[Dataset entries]

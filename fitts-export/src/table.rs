use crate::error::{ExportError, Result};
use crate::time::{TimeFormat, format_elapsed, parse_elapsed};
use csv::{ReaderBuilder, WriterBuilder};
use fitts_core::{Direction, TrialRecord};
use serde::Deserialize;
use std::io::{Read, Write};

/// Expected headers in exported files
pub const HEADER: [&str; 6] = [
    "Distance",
    "Size",
    "Direction",
    "Time",
    "DistanceTravelled",
    "Misclicks",
];

/// One exported row as read back from text
#[derive(Debug, Clone, PartialEq, Deserialize)]
#[serde(rename_all = "PascalCase")]
pub struct ExportedRow {
    pub distance: u32,
    pub size: u32,
    pub direction: i8,
    /// Kept verbatim; decode with [`ExportedRow::elapsed_ms`]
    pub time: String,
    pub distance_travelled: f64,
    pub misclicks: u32,
}

impl ExportedRow {
    pub fn elapsed_ms(&self, format: TimeFormat) -> Result<u64> {
        parse_elapsed(&self.time, format)
    }

    pub fn direction(&self) -> Option<Direction> {
        Direction::from_sign(self.direction)
    }
}

/// Writes the header and one row per trial, in order
pub fn write_trials<W: Write>(trials: &[TrialRecord], format: TimeFormat, writer: W) -> Result<()> {
    let mut wtr = WriterBuilder::new().from_writer(writer);

    wtr.write_record(HEADER)?;
    for trial in trials {
        wtr.write_record([
            trial.distance.to_string(),
            trial.size.to_string(),
            trial.direction.to_string(),
            format_elapsed(trial.elapsed_ms, format),
            trial.distance_travelled.to_string(),
            trial.misclicks.to_string(),
        ])?;
    }

    wtr.flush()?;
    Ok(())
}

/// Parses exported text back into rows, checking the header first
pub fn read_rows<R: Read>(reader: R) -> Result<Vec<ExportedRow>> {
    let mut rdr = ReaderBuilder::new().has_headers(true).from_reader(reader);

    let headers = rdr.headers()?.clone();
    if headers.iter().ne(HEADER.iter().copied()) {
        return Err(ExportError::InvalidHeader(
            headers.iter().collect::<Vec<_>>().join(","),
        ));
    }

    let mut rows = Vec::new();
    for row in rdr.deserialize() {
        rows.push(row?);
    }
    Ok(rows)
}
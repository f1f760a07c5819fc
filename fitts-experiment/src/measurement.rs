use crate::config::FirstTrialTiming;
use fitts_core::{Direction, Point, TrialRecord};

/// Everything decided about the next target before the trial is recorded
#[derive(Debug, Clone, Copy, PartialEq)]
pub struct PlannedTrial {
    pub trial_id: usize,
    pub distance: u32,
    pub size: u32,
    pub direction: Direction,
    /// Clamped top-left corner of the new target
    pub position: Point,
}

/// Cross-trial measurement state: last click time and pending misclicks
#[derive(Debug, Clone, Default)]
pub struct MeasurementRecorder {
    previous_click_ms: Option<u64>,
    misclicks: u32,
}

impl MeasurementRecorder {
    pub fn new() -> Self {
        Self::default()
    }

    /// Clears both accumulators at session start
    pub fn reset(&mut self, started_at_ms: u64, timing: FirstTrialTiming) {
        self.previous_click_ms = match timing {
            FirstTrialTiming::Zero => None,
            FirstTrialTiming::SinceStart => Some(started_at_ms),
        };
        self.misclicks = 0;
    }

    pub fn register_misclick(&mut self) -> u32 {
        self.misclicks += 1;
        self.misclicks
    }

    pub fn pending_misclicks(&self) -> u32 {
        self.misclicks
    }

    pub fn previous_click_ms(&self) -> Option<u64> {
        self.previous_click_ms
    }

    /// Closes the current trial: consumes the misclick count and moves the
    /// previous-click mark to `now_ms`.
    pub fn record(&mut self, plan: &PlannedTrial, now_ms: u64, click: Point) -> TrialRecord {
        let elapsed_ms = self
            .previous_click_ms
            .map_or(0, |prev| now_ms.saturating_sub(prev));
        self.previous_click_ms = Some(now_ms);

        let misclicks = std::mem::take(&mut self.misclicks);

        TrialRecord {
            trial_id: plan.trial_id,
            distance: plan.distance,
            size: plan.size,
            direction: plan.direction,
            elapsed_ms,
            distance_travelled: click.distance_to(plan.position),
            misclicks,
        }
    }
}
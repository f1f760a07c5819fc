use anyhow::Result;
use fitts_core::{Point, TargetState};
use fitts_experiment::{ClickOutcome, TrialSequencer};
use fitts_timing::ManualTimer;
use rand::Rng;

/// Movement time model, `MT = a + b * log2(D / W + 1)` in milliseconds
#[derive(Debug, Clone, Copy)]
pub struct MovementModel {
    pub a_ms: f64,
    pub b_ms: f64,
    pub jitter_ms: f64,
}

impl Default for MovementModel {
    fn default() -> Self {
        Self {
            a_ms: 150.0,
            b_ms: 120.0,
            jitter_ms: 60.0,
        }
    }
}

impl MovementModel {
    #[inline]
    pub fn fitts_time(&self, distance: f64, width: f64) -> f64 {
        self.a_ms + self.b_ms * ((distance / width) + 1.0).log2()
    }
}

/// Headless stand-in for a person clicking the target
pub struct SimulatedParticipant<R: Rng> {
    rng: R,
    misclick_rate: f64,
    model: MovementModel,
    cursor: Point,
}

impl<R: Rng> SimulatedParticipant<R> {
    pub fn new(rng: R, misclick_rate: f64, model: MovementModel, cursor: Point) -> Self {
        Self {
            rng,
            misclick_rate,
            model,
            cursor,
        }
    }

    /// Moves to the target (missing first with `misclick_rate`), advancing
    /// the shared timer by the modelled movement time before every click.
    pub fn perform_trial<S: Rng>(
        &mut self,
        sequencer: &mut TrialSequencer<ManualTimer, S>,
        timer: &ManualTimer,
    ) -> Result<ClickOutcome> {
        let target = *sequencer.target();

        if self.rng.random_bool(self.misclick_rate) {
            let miss = self.near_miss(&target);
            self.move_to(miss, target.size, timer);
            sequencer.click(miss)?;
        }

        let size = target.size as f64;
        let hit = Point::new(
            target.position.x + self.rng.random_range(0.0..=size),
            target.position.y + self.rng.random_range(0.0..=size),
        );
        self.move_to(hit, target.size, timer);
        Ok(sequencer.click(hit)?)
    }

    fn move_to(&mut self, to: Point, width: u32, timer: &ManualTimer) {
        let distance = self.cursor.distance_to(to);
        let jitter = self
            .rng
            .random_range(-self.model.jitter_ms..=self.model.jitter_ms);
        let mt = self.model.fitts_time(distance, width as f64) + jitter;
        timer.advance_ms(mt.max(0.0).round() as u64);
        self.cursor = to;
    }

    /// A point just past one edge of the target
    fn near_miss(&mut self, target: &TargetState) -> Point {
        let size = target.size as f64;
        let overshoot = self.rng.random_range(2.0..20.0);
        let along = self.rng.random_range(0.0..=size);
        let (x, y) = (target.position.x, target.position.y);
        match self.rng.random_range(0..4) {
            0 => Point::new(x - overshoot, y + along),
            1 => Point::new(x + size + overshoot, y + along),
            2 => Point::new(x + along, y - overshoot),
            _ => Point::new(x + along, y + size + overshoot),
        }
    }
}

#[cfg(test)]
mod tests {
    use super::*;
    use fitts_core::Viewport;
    use fitts_experiment::ExperimentConfig;
    use fitts_timing::Timer;
    use rand::rngs::StdRng;
    use rand::SeedableRng;

    #[test]
    fn test_fitts_time() {
        let model = MovementModel {
            a_ms: 100.0,
            b_ms: 200.0,
            jitter_ms: 0.0,
        };
        // log2(448 / 64 + 1) = 3
        assert_eq!(model.fitts_time(448.0, 64.0), 700.0);
        assert_eq!(model.fitts_time(0.0, 64.0), 100.0);
    }

    #[test]
    fn test_near_miss_is_off_target() {
        let mut participant = SimulatedParticipant::new(
            StdRng::seed_from_u64(3),
            0.0,
            MovementModel::default(),
            Point::default(),
        );
        let target = TargetState::new(Point::new(300.0, 300.0), 128);
        for _ in 0..200 {
            assert!(!target.contains(participant.near_miss(&target)));
        }
    }

    #[test]
    fn test_perform_trial_advances_time_and_session() {
        let timer = ManualTimer::new(0);
        let mut seq = TrialSequencer::new(
            ExperimentConfig::default(),
            Viewport::new(1280.0, 800.0),
            timer.clone(),
            StdRng::seed_from_u64(1),
        )
        .unwrap();
        seq.start("Sim").unwrap();

        let model = MovementModel {
            a_ms: 200.0,
            b_ms: 100.0,
            jitter_ms: 0.0,
        };
        let mut participant =
            SimulatedParticipant::new(StdRng::seed_from_u64(2), 1.0, model, Point::default());

        let first = participant.perform_trial(&mut seq, &timer).unwrap();
        let ClickOutcome::Advanced(record) = first else {
            panic!("expected the trial to advance");
        };
        assert_eq!(record.misclicks, 1);
        // two movements of at least `a_ms` each
        assert!(timer.now_ms() >= 400);

        let second = participant.perform_trial(&mut seq, &timer).unwrap();
        let ClickOutcome::Advanced(record) = second else {
            panic!("expected the trial to advance");
        };
        assert!(record.elapsed_ms >= 400);
        assert_eq!(seq.progress().0, 2);
    }
}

* REQUIRED ACTION
From the records above, return each line that includes "else".

* ANSWER TO THE PROBLEM
        let ClickOutcome::Advanced(record) = first else {
        let ClickOutcome::Advanced(record) = second else {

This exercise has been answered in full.